CHEM104
Spring 2009
QUIZ 2 - ANSWERS
1. Both NaCl and MgO crystallize in the same cubic structure where the anions
occupy the sites that define a fcc lattice and the cations occupy all the
octahedral sites. The unit cell for NaCl is shown in Fig. 1.9.
How will the lattice energy U of NaCl compare to U of MgO?
The lattice energy U of NaCl will be much smaller than that for U of MgO due
to the difference in charges on the ions. The (Z+)(Z-) charge product for NaCl
is -1 while the same for MgO is -4, which will make U(MgO) about 4x larger
than U(NaCl). There may be additional difference due to the ion separation
distance. T might be expected that Mg—O will be shorter than NaCl making
U(MgO) still arger.
2. The melting point of NaCl is 801 deg C while the m.p. of NaI is 660 deg C.
Assuming that these solids have the same structure, explain the difference in
melting points.
The lattice energies of NaCl as compared to NaI will have the same (Z+)(Z-)
charge product and the same geometrical factor since they have the same
structure. The difference will mainly be due to the distance between the ions
where Na—Cl will be shorter than Na—I. Distance affects U inversely, so
U(NaI) is smaller than U(NaCl) and consequently can be destroyed by
melting at a lower temperature.
3. Dr. B. tells you that she is doing a reaction whose synthesis procedure
uses LiCl. However, all she can find in her lab is KCl. She asks you if you
think substituting KCl for LiCl will work exactly the same. You pull out your
trusty chemistry text and point to the data in Table 14.1 and say “But Dr. B.,
these numbers show that (what do you say here?)!”
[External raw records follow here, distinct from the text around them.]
//! Command line tools for running challenges on Synapse.

#![warn(clippy::all, clippy::pedantic)]
#![allow(clippy::too_many_lines)]

extern crate challenge_common;
use challenge_common::client_api::SynapseClient;
use challenge_common::createchallenge::create_challenge;
use challenge_common::download_current_lead::download_current_lead_submission;
use challenge_common::evaluation_queue::{QuotaRequest, set_evaluation_quota};
use challenge_common::helpers::kill_docker_submission_over_quota;
use challenge_common::messages::send_email;
use challenge_common::mirrorwiki::mirror_wiki;
use challenge_common::permissions::{
    EntityPermission, EvaluationPermission, set_entity_permissions, set_evaluation_permissions,
};
use challenge_common::synapse::Synapse;
use challenge_common::utils::{
    ANNOTATION_RETRY_STATUS_CODES, annotate_submission_with_json, change_submission_status,
    download_submission, evaluation_queue_query, list_evaluations, render, with_retry,
};
use challenge_common::writeup_attacher::{archive_writeups, attach_writeup};
use challenge_common::{CLIENT_VERSION, DEFAULT_API_BASE, DEFAULT_MAX_RETRIES, SubmissionState};

use anyhow::{Context, Result};
use clap::{Parser, Subcommand};
use log::info;
use std::fs::{self, File};
use std::path::PathBuf;
use std::time::Duration;

#[derive(Parser, Debug)]
#[command(author, version, about, long_about = None)]
#[command(propagate_version = true)]
pub struct Cli {
    /// Synapse personal access token
    #[arg(long, env = "SYNAPSE_AUTH_TOKEN", hide_env_values = true)]
    auth_token: String,

    /// The base API URL to connect to
    #[arg(long, default_value = DEFAULT_API_BASE, env = "SYNAPSE_API_BASE")]
    api_base: String,

    /// Show debug output
    #[arg(long)]
    debug: bool,

    #[command(subcommand)]
    command: Command,
}

#[derive(Subcommand, Debug)]
enum Command {
    /// Create the projects and teams of a new challenge
    #[command(name = "createchallenge")]
    CreateChallenge {
        challengename: String,
        /// Use this existing project as the live site
        #[arg(long)]
        livesiteid: Option<String>,
    },

    /// Mirror wiki pages of one project onto the pages of the same title in another
    #[command(name = "mirrorwiki")]
    MirrorWiki {
        /// Project whose wiki changes are staged
        entityid: String,
        /// Project whose wiki is updated
        destinationid: String,
        /// Update pages even if they are the same
        #[arg(long)]
        forceupdate: bool,
        /// Only show which pages would change
        #[arg(long)]
        dryrun: bool,
    },

    /// Query an evaluation queue and print the results as CSV
    Query {
        uri: String,
        /// Write the results here instead of stdout
        #[arg(long)]
        outputfile: Option<PathBuf>,
        /// Show submitter names and readable creation times
        #[arg(long)]
        render: bool,
        /// Records per request
        #[arg(long, default_value_t = 20)]
        limit: usize,
        /// Record offset to start from
        #[arg(long, default_value_t = 0)]
        offset: usize,
    },

    /// Change the status of a submission
    #[command(name = "changestatus")]
    ChangeStatus {
        submissionid: String,
        #[arg(value_enum)]
        status: SubmissionState,
    },

    /// Attach writeups to the scored submissions of the main queue
    #[command(name = "attachwriteup")]
    AttachWriteup {
        writeupqueue: String,
        submissionqueue: String,
    },

    /// Archive the writeups submitted to a queue
    #[command(name = "archivewriteups")]
    ArchiveWriteups {
        evaluationid: String,
        #[arg(long, value_enum, default_value = "VALIDATED")]
        status: SubmissionState,
        /// Archive again even if an archive exists
        #[arg(long)]
        rearchive: bool,
    },

    /// Set the permissions of an entity; use `public` for everyone
    #[command(name = "setentityacl")]
    SetEntityAcl {
        entityid: String,
        principalid: String,
        #[arg(value_enum)]
        permission_level: EntityPermission,
    },

    /// Set the permissions of an evaluation queue; use `public` for everyone
    #[command(name = "setevaluationacl")]
    SetEvaluationAcl {
        evaluationid: String,
        principalid: String,
        #[arg(value_enum)]
        permission_level: EvaluationPermission,
    },

    /// Replace the quota of an evaluation queue
    #[command(name = "setevaluationquota")]
    SetEvaluationQuota {
        evaluationid: String,
        /// Round start, local time, YEAR-MM-DDTHH:MM:SS
        #[arg(long = "round_start")]
        round_start: Option<String>,
        /// Round end, local time, YEAR-MM-DDTHH:MM:SS
        #[arg(long = "round_end", conflicts_with = "round_duration")]
        round_end: Option<String>,
        /// Round duration in milliseconds
        #[arg(long = "round_duration")]
        round_duration: Option<i64>,
        /// Number of rounds
        #[arg(long = "num_rounds")]
        num_rounds: Option<i64>,
        /// Submissions allowed per team
        #[arg(long = "sub_limit")]
        sub_limit: Option<i64>,
    },

    /// List the evaluation queues of a project
    #[command(name = "listevaluations")]
    ListEvaluations { projectid: String },

    /// Download a submission and describe it as JSON
    #[command(name = "downloadsubmission")]
    DownloadSubmission {
        submissionid: String,
        #[arg(long = "download_location", default_value = ".")]
        download_location: PathBuf,
        /// Write the description to this file
        #[arg(long)]
        output: Option<PathBuf>,
    },

    /// Download a participant's current leading submission
    #[command(name = "download_current_lead_submission")]
    DownloadCurrentLeadSubmission {
        #[arg(short = 'i', long = "submissionid")]
        submissionid: String,
        #[arg(short = 's', long, value_enum)]
        status: SubmissionState,
        #[arg(short = 'a', long = "cutoff_annotation", default_value = "met_cutoff")]
        cutoff_annotation: String,
    },

    /// Annotate a submission with a JSON file of key/value pairs
    #[command(name = "annotatesubmission")]
    AnnotateSubmission {
        submissionid: String,
        annotation_values: PathBuf,
        /// Make the annotations public
        #[arg(short = 'p', long = "to_public")]
        to_public: bool,
        /// Change the privacy of existing keys
        #[arg(short = 'f', long)]
        force: bool,
    },

    /// Send a Synapse message
    #[command(name = "sendemail")]
    SendEmail {
        #[arg(long, num_args = 1.., required = true)]
        userids: Vec<String>,
        #[arg(long)]
        subject: String,
        #[arg(long)]
        message: String,
    },

    /// Stop Docker submissions that ran longer than the quota
    #[command(name = "killdockeroverquota")]
    KillDockerOverQuota {
        evaluationid: String,
        /// Time quota in milliseconds
        quota: i64,
    },
}

fn run(syn: &dyn Synapse, command: Command) -> Result<()> {
    match command {
        Command::CreateChallenge {
            challengename,
            livesiteid,
        } => {
            let components = create_challenge(syn, &challengename, livesiteid.as_deref())?;
            println!("\n{}", components.summary(&challengename));
        }
        Command::MirrorWiki {
            entityid,
            destinationid,
            forceupdate,
            dryrun,
        } => {
            let report = mirror_wiki(syn, &entityid, &destinationid, forceupdate, dryrun)?;
            for title in &report.updated {
                println!("{} {title}", if dryrun { "Would update" } else { "Updated" });
            }
        }
        Command::Query {
            uri,
            outputfile,
            render: should_render,
            limit,
            offset,
        } => {
            let mut table = evaluation_queue_query(syn, &uri, limit, offset)?;
            if should_render {
                render(syn, &mut table)?;
            }
            match outputfile {
                Some(path) => {
                    let file = File::create(&path)
                        .with_context(|| format!("creating {}", path.display()))?;
                    table.write_csv(file)?;
                }
                None => table.write_csv(std::io::stdout().lock())?,
            }
        }
        Command::ChangeStatus {
            submissionid,
            status,
        } => {
            let stored = change_submission_status(syn, &submissionid, status)?;
            println!("{}", serde_json::to_string_pretty(&stored)?);
        }
        Command::AttachWriteup {
            writeupqueue,
            submissionqueue,
        } => {
            let attached = attach_writeup(syn, &writeupqueue, &submissionqueue)?;
            println!("Attached {attached} writeups");
        }
        Command::ArchiveWriteups {
            evaluationid,
            status,
            rearchive,
        } => {
            for id in archive_writeups(syn, &evaluationid, status, rearchive)? {
                println!("{id}");
            }
        }
        Command::SetEntityAcl {
            entityid,
            principalid,
            permission_level,
        } => {
            let acl = set_entity_permissions(syn, &entityid, Some(&principalid), permission_level)?;
            println!("{}", serde_json::to_string_pretty(&acl)?);
        }
        Command::SetEvaluationAcl {
            evaluationid,
            principalid,
            permission_level,
        } => {
            let acl =
                set_evaluation_permissions(syn, &evaluationid, Some(&principalid), permission_level)?;
            println!("{}", serde_json::to_string_pretty(&acl)?);
        }
        Command::SetEvaluationQuota {
            evaluationid,
            round_start,
            round_end,
            round_duration,
            num_rounds,
            sub_limit,
        } => {
            let request = QuotaRequest {
                round_start: round_start.as_deref(),
                round_end: round_end.as_deref(),
                round_duration,
                number_of_rounds: num_rounds,
                submission_limit: sub_limit,
            };
            let evaluation = set_evaluation_quota(syn, &evaluationid, &request)?;
            println!("{}", serde_json::to_string_pretty(&evaluation)?);
        }
        Command::ListEvaluations { projectid } => {
            list_evaluations(syn, &projectid)?;
        }
        Command::DownloadSubmission {
            submissionid,
            download_location,
            output,
        } => {
            let mut download = download_submission(syn, &submissionid, Some(&download_location))?;
            match output {
                Some(output) => {
                    let renamed = PathBuf::from(format!("submission-{submissionid}"));
                    if let Some(path) = &download.file_path {
                        fs::rename(path, &renamed)
                            .with_context(|| format!("moving {}", path.display()))?;
                    }
                    download.file_path = Some(renamed);
                    fs::write(&output, serde_json::to_string(&download)?)
                        .with_context(|| format!("writing {}", output.display()))?;
                    info!("{}", output.display());
                }
                None => println!("{}", serde_json::to_string_pretty(&download)?),
            }
        }
        Command::DownloadCurrentLeadSubmission {
            submissionid,
            status,
            cutoff_annotation,
        } => {
            let path = download_current_lead_submission(
                syn,
                &submissionid,
                status,
                &cutoff_annotation,
                std::path::Path::new("."),
            )?;
            match path {
                Some(path) => println!("{}", path.display()),
                None => println!("Downloading no file"),
            }
        }
        Command::AnnotateSubmission {
            submissionid,
            annotation_values,
            to_public,
            force,
        } => {
            with_retry(
                || annotate_submission_with_json(syn, &submissionid, &annotation_values, !to_public, force),
                Duration::from_secs(3),
                10,
                &ANNOTATION_RETRY_STATUS_CODES,
            )?;
        }
        Command::SendEmail {
            userids,
            subject,
            message,
        } => send_email(syn, &userids, &subject, &message)?,
        Command::KillDockerOverQuota {
            evaluationid,
            quota,
        } => {
            for id in kill_docker_submission_over_quota(syn, &evaluationid, quota)? {
                println!("Stopped submission {id}");
            }
        }
    }
    Ok(())
}

fn main() -> Result<()> {
    // Parse command line arguments
    let cli = Cli::parse();

    // Set up logger
    let level = if cli.debug { "debug" } else { "info" };
    env_logger::Builder::from_env(env_logger::Env::default().default_filter_or(level)).init();
    log::debug!("challengeutils v{CLIENT_VERSION}");

    let syn = SynapseClient::login(&cli.api_base, &cli.auth_token, DEFAULT_MAX_RETRIES)
        .context("Must provide a valid Synapse personal access token")?;
    run(&syn, cli.command)
}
. …. The dissolution of LiCl is EXOTHERMIC by about 37 kJ/mol but KCl is
endothermic by about 17kJ/mol. So if your procedure needs the heat
generated or needs to easily dissolve the LiCl, the KCl may not completely
dissolve or it might become too cool to do the right reaction.
4. The atmospheric pressure on other planets is not necessarily 1 atmosphere
as it is on Earth. Imagine a planet whose “normal” atmospheric pressure is 8
atmospheres. Now imagine the behavior of CO2 on this planet: would the
term “dry ice” be a misnomer on this planet? Explain why.
Look at Figure 13.19, the phase diagram for CO2. If one starts on the left at a
pressure of about 8 atm and moves right ( increasing the T), the solid CO2
will melt and go into a liquid phase above -60 deg C then will evaporate into a
gas at about ~ -30 deg C. So the frozen CO2 will indeed become “wet” and
produces a liquid phase, unlike what it does on Earth at 1 atm pressure.
So yes, the term “Dry Iice” would really confuse the locals!